However Provost Linda Doyle expected her first semester in office to go, what ultimately ensued was probably not what she envisioned. Between August and now, Trinity has experienced the full spectrum of pandemic-related problems – from students balking at College’s sluggish re-opening to tension over safety on campus – as well as several PR minefields which were uncomfortably reminiscent of her predecessor’s modus operandi.
Doyle promised radical change, and certainly, things have changed in some regards: on governance, she has followed through on bringing everyone to the table – something Prendergast was regularly slated for not doing. However, several classic Trinity-style controversies still managed to occur this semester: the atrocious handling of the Science Gallery’s closure, the embarrassing scaling back of Trinity East and, to top it all off, a Book of Kells controversy.
The Science Gallery, in particular, was a comms disaster: Doyle promised transparency, but College was publicly silent following the breaking of the story by the Business Post – a reaction it’s not hard to imagine from Prendergast.
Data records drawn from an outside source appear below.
use std::{collections::BTreeMap, sync::Arc};

use camino::Utf8Path;
use derive_more::Debug;
use tracing::{Level, event};

use super::{
    Error, RenameMap,
    cache::DirectoryCache,
    path::{FileName, VirtualPath},
};
use crate::store::{EmojiStore, Platform, StoreCapabilities};

/// One store as it appears in the namespace.
#[derive(Debug)]
pub struct StoreMount {
    pub platform: Platform,
    pub store_id: String,
    /// The directory name under `/<platform>`.
    pub display_name: String,
    #[debug(skip)]
    pub store: Arc<dyn EmojiStore>,
    #[debug(skip)]
    pub cache: Arc<DirectoryCache>,
}

impl StoreMount {
    pub fn capabilities(&self) -> StoreCapabilities {
        self.store.capabilities()
    }

    pub fn is_writable(&self) -> bool {
        self.capabilities().contains(StoreCapabilities::WRITE)
    }

    /// `<platform>/<store id>`, for logs and metrics.
    pub fn label(&self) -> String {
        format!("{}/{}", self.platform, self.store_id)
    }

    /// The absolute virtual path of the store directory.
    pub fn path(&self) -> String {
        format!("/{}/{}", self.platform, self.display_name)
    }
}

/// Where a virtual path lands.
#[derive(Debug, Clone)]
pub enum Location {
    Root,
    Platform(Platform),
    Store(Arc<StoreMount>),
    Entry {
        mount: Arc<StoreMount>,
        file: FileName,
    },
}

/// The fixed `/<platform>/<store>` hierarchy.
///
/// Built once from the discovered stores and never changed afterwards, so it
/// can be shared without locking.
#[derive(Debug)]
pub struct Namespace {
    platforms: BTreeMap<Platform, BTreeMap<String, Arc<StoreMount>>>,
    renames: RenameMap,
}

impl Namespace {
    pub fn builder(renames: RenameMap) -> NamespaceBuilder {
        NamespaceBuilder::new(renames)
    }

    pub fn resolve(&self, path: &Utf8Path) -> Result<Location, Error> {
        let not_found = || Error::NotFound(path.to_string());

        match VirtualPath::parse(path)? {
            VirtualPath::Root => Ok(Location::Root),
            VirtualPath::Platform(platform) => {
                if self.platforms.contains_key(&platform) {
                    Ok(Location::Platform(platform))
                } else {
                    Err(not_found())
                }
            }
            VirtualPath::Store { platform, store } => self
                .mount(&platform, &store)
                .map(|mount| Location::Store(mount.clone()))
                .ok_or_else(not_found),
            VirtualPath::Entry {
                platform,
                store,
                file,
            } => self
                .mount(&platform, &store)
                .map(|mount| Location::Entry {
                    mount: mount.clone(),
                    file,
                })
                .ok_or_else(not_found),
        }
    }

    /// Looks a store up by the directory name it is mounted under.
    pub fn mount(&self, platform: &Platform, display_name: &str) -> Option<&Arc<StoreMount>> {
        self.platforms.get(platform)?.get(display_name)
    }

    /// Looks a store up by its true id.
    pub fn mount_by_id(&self, platform: &Platform, store_id: &str) -> Option<&Arc<StoreMount>> {
        self.mount(platform, &self.renames.display_name(platform, store_id))
            .filter(|mount| mount.store_id == store_id)
    }

    /// Platforms with at least one store, in name order.
    pub fn platforms(&self) -> impl Iterator<Item = &Platform> {
        self.platforms.keys()
    }

    /// The stores of one platform, in display-name order.
    pub fn stores(&self, platform: &Platform) -> impl Iterator<Item = &Arc<StoreMount>> {
        self.platforms
            .get(platform)
            .into_iter()
            .flat_map(BTreeMap::values)
    }

    pub fn mounts(&self) -> impl Iterator<Item = &Arc<StoreMount>> {
        self.platforms.values().flat_map(BTreeMap::values)
    }
}

/// Collects discovered stores into a [`Namespace`].
pub struct NamespaceBuilder {
    renames: RenameMap,
    stores: Vec<(Platform, String, Arc<dyn EmojiStore>)>,
}

impl NamespaceBuilder {
    pub fn new(renames: RenameMap) -> Self {
        Self {
            renames,
            stores: Vec::new(),
        }
    }

    /// Registers a store under `platform`.
    #[must_use]
    pub fn store(
        mut self,
        platform: Platform,
        store_id: impl Into<String>,
        store: Arc<dyn EmojiStore>,
    ) -> Self {
        self.stores.push((platform, store_id.into(), store));
        self
    }

    /// Builds the namespace.
    ///
    /// Each store is mounted under its display name. A display name that a
    /// rename reserves for a different store, or that an earlier store
    /// already took, leaves the later store unmounted with a warning.
    pub fn build(self) -> Namespace {
        let mut platforms: BTreeMap<Platform, BTreeMap<String, Arc<StoreMount>>> = BTreeMap::new();

        for (platform, store_id, store) in self.stores {
            let display_name = self.renames.display_name(&platform, &store_id);

            if let Some(owner) = self.renames.store_id(&platform, &display_name) {
                if owner != store_id {
                    event!(
                        Level::WARN,
                        %platform,
                        %store_id,
                        %display_name,
                        owner,
                        "display name is reserved for another store, not mounting"
                    );
                    continue;
                }
            }

            let stores = platforms.entry(platform.clone()).or_default();
            if let Some(existing) = stores.get(&display_name) {
                event!(
                    Level::WARN,
                    %platform,
                    %store_id,
                    %display_name,
                    existing = %existing.store_id,
                    "display name already mounted, not mounting"
                );
                continue;
            }

            event!(Level::INFO, %platform, %store_id, %display_name, "mounted store");
            let cache = DirectoryCache::new(store.clone(), format!("{platform}/{store_id}"));
            stores.insert(
                display_name.clone(),
                Arc::new(StoreMount {
                    platform,
                    store_id,
                    display_name,
                    store,
                    cache,
                }),
            );
        }

        Namespace {
            platforms,
            renames: self.renames,
        }
    }
}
Background negotiations with the government are ongoing, so the gallery may survive the fiasco, but such a botched approach to salvaging the gallery’s finances surely could have been avoided.
But interestingly, apart from one notable protest over online lectures, students and staff have not reacted to Doyle’s trip-ups the same way they perhaps would have with Prendergast. Perhaps for those who witnessed a Provost shut away in House One for the better part of a decade, Doyle’s way of doing things is a marked improvement, despite what she got wrong this term. Her vision of Trinity as a place where most campus stakeholders – but not all – have a say in decision making is coming to fruition. But it remains to be seen whether she’ll make good on other aspects of her manifesto – such as making College an exceptional place to learn.
Of course, Doyle is merely months into a decade-long term: most of College is giving her a grace period before any full-throated attacks on her administration.
If Doyle doesn’t deliver what she promised, it won’t be apparent just yet. But even if this entire semester amounted to a honeymoon period, it’s difficult to see a similar level of patience sustained if the next term brings a similar handful of controversies.